![]() Desaparecer por completo
Original:Desaparecer por completo
Ano:2022•País:México Direção:Luis Javier Henaine Roteiro:Ricardo Aguado-Fentanes, Luis Javier Henaine Produção:Pablo Zimbrón Alva, Gerardo Gatica González, Luis Javier Henaine Elenco:Harold Torres, Tete Espinoza, Fermín Martínez, Vicky Araico, Norma Reyna |
por Renato Droguett
O cinema de terror mexicano possui um legado fascinante, construído a partir de uma rica tapeçaria de lendas, folclore e experimentações estéticas que remontam às primeiras produções nacionais, como o cultuado Alucarda (1977) e a enigmática Santa Sangre (1989). Historicamente, o país soube mesclar o misticismo popular com uma sensibilidade única, criando obras que transitam dos clássicos que desafiaram os padrões da época até experimentações ousadas que exploram o terror psicológico e o grotesco. Nos últimos dez anos, esse legado ganhou nova vida com cineastas contemporâneos que ousam romper com o convencional, como se observa em produções marcantes como Somos lo que hay (2010) e Tigers Are Not Afraid (2017). Essas obras não apenas revitalizaram o gênero, mas também infundiram ao panorama atual uma aura de inovação e autenticidade, sempre temperada com aquela pitada de irreverência que o México sabe oferecer.
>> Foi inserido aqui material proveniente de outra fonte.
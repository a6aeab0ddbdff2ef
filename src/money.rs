//! Fixed-precision monetary values.
//!
//! This module provides the [`Money`] type used for every amount the engine
//! stores or reports. Amounts are backed by [`rust_decimal::Decimal`] so
//! arithmetic never suffers binary floating-point drift, and rounding to the
//! stored 2-decimal precision happens exactly once, at presentation, never
//! mid-computation.

use std::fmt;
use std::iter::Sum;
use std::ops::{Add, AddAssign, Neg, Sub, SubAssign};
use std::str::FromStr;

use rust_decimal::prelude::ToPrimitive;
use rust_decimal::{Decimal, RoundingStrategy};
use serde::{Deserialize, Serialize};

use crate::error::{EngineError, EngineResult};

/// A monetary amount with fixed 2-decimal reporting precision.
///
/// `Money` is a thin newtype over [`Decimal`]. Intermediate results (for
/// example chained percentage math) keep full decimal precision; callers
/// round with [`Money::round_2`] only when an amount is stored on a payslip
/// or reported in a total.
///
/// Serialized as a decimal string, never a native float, so the rounding
/// invariants survive any wire boundary.
///
/// # Example
///
/// ```
/// use payroll_engine::money::Money;
///
/// let basic: Money = "5000.00".parse().unwrap();
/// let housing = basic.percent_of("20".parse().unwrap());
/// assert_eq!(housing.round_2(), Money::from_cents(100_000));
/// ```
#[derive(
    Debug, Clone, Copy, PartialEq, Eq, PartialOrd, Ord, Hash, Serialize, Deserialize, Default,
)]
#[serde(transparent)]
pub struct Money(Decimal);

impl Money {
    /// The zero amount.
    pub const ZERO: Money = Money(Decimal::ZERO);

    /// Creates a money value from an integer number of minor units (cents).
    ///
    /// # Example
    ///
    /// ```
    /// use payroll_engine::money::Money;
    ///
    /// assert_eq!(Money::from_cents(1342_00).to_string(), "1342.00");
    /// ```
    pub fn from_cents(cents: i64) -> Self {
        Money(Decimal::new(cents, 2))
    }

    /// Creates a money value from a raw decimal.
    pub fn from_decimal(value: Decimal) -> Self {
        Money(value)
    }

    /// Returns the underlying decimal value at full precision.
    pub fn amount(&self) -> Decimal {
        self.0
    }

    /// Returns the amount rounded to 2 decimals as integer minor units, or
    /// `None` if the value does not fit in an `i64`.
    pub fn as_cents(&self) -> Option<i64> {
        (self.round_2().0 * Decimal::ONE_HUNDRED).to_i64()
    }

    /// Rounds half-up (midpoint away from zero) to 2 decimal places.
    ///
    /// This is the single presentation-time rounding step; nothing else in
    /// the engine rounds.
    pub fn round_2(&self) -> Self {
        Money(
            self.0
                .round_dp_with_strategy(2, RoundingStrategy::MidpointAwayFromZero),
        )
    }

    /// Computes `self * percent / 100` without rounding.
    ///
    /// Chained percentage operations stay at full precision; the caller
    /// rounds once at the end with [`Money::round_2`].
    pub fn percent_of(&self, percent: Decimal) -> Self {
        Money(self.0 * percent / Decimal::ONE_HUNDRED)
    }

    /// Returns true if the amount is strictly negative.
    pub fn is_negative(&self) -> bool {
        self.0.is_sign_negative() && !self.0.is_zero()
    }

    /// Returns true if the amount is zero.
    pub fn is_zero(&self) -> bool {
        self.0.is_zero()
    }

    /// Validates that the amount is not negative.
    ///
    /// Used where negativity is disallowed, such as component values and
    /// basic salary. Fails with [`EngineError::InvalidAmount`] naming the
    /// offending context.
    pub fn ensure_non_negative(self, context: &str) -> EngineResult<Self> {
        if self.is_negative() {
            Err(EngineError::InvalidAmount {
                message: format!("{} may not be negative, got {}", context, self),
            })
        } else {
            Ok(self)
        }
    }
}

impl FromStr for Money {
    type Err = EngineError;

    fn from_str(s: &str) -> Result<Self, Self::Err> {
        Decimal::from_str(s)
            .map(Money)
            .map_err(|e| EngineError::InvalidAmount {
                message: format!("'{}' is not a valid decimal amount: {}", s, e),
            })
    }
}

impl fmt::Display for Money {
    fn fmt(&self, f: &mut fmt::Formatter<'_>) -> fmt::Result {
        write!(f, "{:.2}", self.round_2().0)
    }
}

impl Add for Money {
    type Output = Money;

    fn add(self, rhs: Money) -> Money {
        Money(self.0 + rhs.0)
    }
}

impl AddAssign for Money {
    fn add_assign(&mut self, rhs: Money) {
        self.0 += rhs.0;
    }
}

impl Sub for Money {
    type Output = Money;

    fn sub(self, rhs: Money) -> Money {
        Money(self.0 - rhs.0)
    }
}

impl SubAssign for Money {
    fn sub_assign(&mut self, rhs: Money) {
        self.0 -= rhs.0;
    }
}

impl Neg for Money {
    type Output = Money;

    fn neg(self) -> Money {
        Money(-self.0)
    }
}

impl Sum for Money {
    fn sum<I: Iterator<Item = Money>>(iter: I) -> Money {
        iter.fold(Money::ZERO, Add::add)
    }
}

#[cfg(test)]
mod tests {
    use super::*;

    fn money(s: &str) -> Money {
        Money::from_str(s).unwrap()
    }

    fn dec(s: &str) -> Decimal {
        Decimal::from_str(s).unwrap()
    }

    #[test]
    fn test_from_cents_is_two_decimal() {
        assert_eq!(Money::from_cents(123_45), money("123.45"));
        assert_eq!(Money::from_cents(0), Money::ZERO);
        assert_eq!(Money::from_cents(-50), money("-0.50"));
    }

    #[test]
    fn test_parse_rejects_garbage() {
        let err = Money::from_str("twelve").unwrap_err();
        match err {
            EngineError::InvalidAmount { message } => {
                assert!(message.contains("twelve"));
            }
            other => panic!("Expected InvalidAmount, got {:?}", other),
        }
    }

    #[test]
    fn test_percent_of_keeps_full_precision() {
        // 33.335% of 100.01 = 33.33833335; must not round mid-computation
        let base = money("100.01");
        let result = base.percent_of(dec("33.335"));
        assert_eq!(result.amount(), dec("33.33833335"));
        assert_eq!(result.round_2(), money("33.34"));
    }

    #[test]
    fn test_chained_percentages_round_once() {
        // 10% of 10% of 333.33 is 3.3333; rounding each step would give 3.33
        // via 33.33, and so would single rounding here, but at the half-cent
        // boundary the difference shows.
        let base = money("50.05");
        let chained = base.percent_of(dec("10")).percent_of(dec("10"));
        assert_eq!(chained.amount(), dec("0.5005"));
        assert_eq!(chained.round_2(), money("0.50"));
    }

    #[test]
    fn test_round_half_up() {
        assert_eq!(money("2.005").round_2(), money("2.01"));
        assert_eq!(money("2.004").round_2(), money("2.00"));
        assert_eq!(money("-2.005").round_2(), money("-2.01"));
    }

    #[test]
    fn test_sum_of_rounded_items_matches_rounded_total() {
        let items = [money("100.10"), money("200.25"), money("0.65")];
        let total: Money = items.iter().copied().sum();
        assert_eq!(total, money("301.00"));
        let rounded_sum: Money = items.iter().map(|m| m.round_2()).sum();
        assert_eq!(rounded_sum, total.round_2());
    }

    #[test]
    fn test_arithmetic() {
        assert_eq!(money("10.00") + money("2.50"), money("12.50"));
        assert_eq!(money("10.00") - money("12.50"), money("-2.50"));
        assert_eq!(-money("3.00"), money("-3.00"));

        let mut acc = Money::ZERO;
        acc += money("1.25");
        acc -= money("0.25");
        assert_eq!(acc, money("1.00"));
    }

    #[test]
    fn test_ensure_non_negative() {
        assert!(money("0").ensure_non_negative("value").is_ok());
        assert!(money("10.50").ensure_non_negative("value").is_ok());

        let err = money("-0.01").ensure_non_negative("basic salary").unwrap_err();
        match err {
            EngineError::InvalidAmount { message } => {
                assert!(message.contains("basic salary"));
            }
            other => panic!("Expected InvalidAmount, got {:?}", other),
        }
    }

    #[test]
    fn test_as_cents() {
        assert_eq!(money("1342.00").as_cents(), Some(134_200));
        assert_eq!(money("0.005").as_cents(), Some(1));
    }

    #[test]
    fn test_serializes_as_string() {
        let json = serde_json::to_string(&money("1500.50")).unwrap();
        assert_eq!(json, "\"1500.50\"");

        let back: Money = serde_json::from_str("\"1500.50\"").unwrap();
        assert_eq!(back, money("1500.50"));
    }

    #[test]
    fn test_display_is_two_decimal() {
        assert_eq!(money("5").to_string(), "5.00");
        assert_eq!(money("5.005").to_string(), "5.01");
    }
}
Em Desaparecer Por Completo, somos conduzidos pela jornada de um fotógrafo especializado em capturar cenas de horror, cuja carreira estagnada há anos contrasta fortemente com os eventos macabros que ele tenta, sem sucesso, documentar. Convicto de que a rotina desgastada de cliques pode um dia se transformar em algo grandioso, ele permanece preso a uma trajetória profissional sem evolução, enquanto sua companheira, ao seu lado há 14 anos, alcança o ponto de ruptura, cansada de sustentar uma vida marcada pela mesmice e pela falta de ambição. Durante a cobertura de eventos sinistros, o protagonista se vê gradativamente imerso em uma trama onde o terror, inicialmente apenas objeto de sua lente, invade sua própria realidade, confundindo a ficção com a crua experiência pessoal. O filme se apresenta, de maneira quase metafórica, como um exercício de metalinguagem: o ato de documentar o horror torna-se, irônicamente, o epicentro de uma experiência aterradora e inescrutável, instigando o espectador a desvendar, sem facilidades, os segredos ocultos por trás de cada imagem.
Do ponto de vista técnico, Desaparecer Por Completo revela uma execução primorosa e uma sensibilidade que encantam tanto os aficionados por horror quanto os apreciadores de uma boa narrativa. O ritmo é meticulosamente calibrado, permitindo que a tensão se acumule de maneira orgânica e quase palpável. O roteiro, inteligentemente construído, prioriza o desenvolvimento de uma história envolvente em detrimento de respostas fáceis para os mistérios propostos, enquanto a atuação do protagonista se destaca pela profundidade e autenticidade, dando vida a cada dilema com maestria. A direção demonstra segurança ao conduzir a narrativa, e a trilha sonora, escolhida com rigor, acentua cada reviravolta de forma magistral, principalmente à partir do momento em que ela acompanha fisicamente as circunstâncias pelas quais o protagonista tem de passar. Contudo, à medida que o mistério se aprofunda e o ritualismo macabro passa a ocupar um espaço maior na trama, o filme perde um pouco da força realista que o caracterizava inicialmente, fazendo com que alguns momentos pareçam forçados e destoantes do tom que tão habilmente havia sido estabelecido. Porém, vale mencionar o final abrupto, uma escolha deliberada que, embora possa gerar desconforto em alguns, funciona como um convite para que o espectador preencha as lacunas com sua própria interpretação e reflexões – e funciona muito bem!
Em síntese, Desaparecer Por Completo se consolida como uma obra inovadora que homenageia e, ao mesmo tempo, desafia as tradições do terror mexicano. A rica contextualização histórica do gênero, aliada a uma narrativa que mescla o real com o fantástico, e uma execução técnica exemplar, fazem deste filme uma experiência memorável. O final abrupto, longe de ser uma falha, estimula a imaginação e mantém o espectador imerso na trama muito tempo após os créditos finais, similar ao impacto deixado por produções recentes como Somos lo que hay. Com uma abordagem que conjuga inteligência, ousadia e um toque do macabro, o filme não só engrandece o cenário mexicano de horror, mas também reafirma o país como um celeiro de narrativas corajosas e instigantes.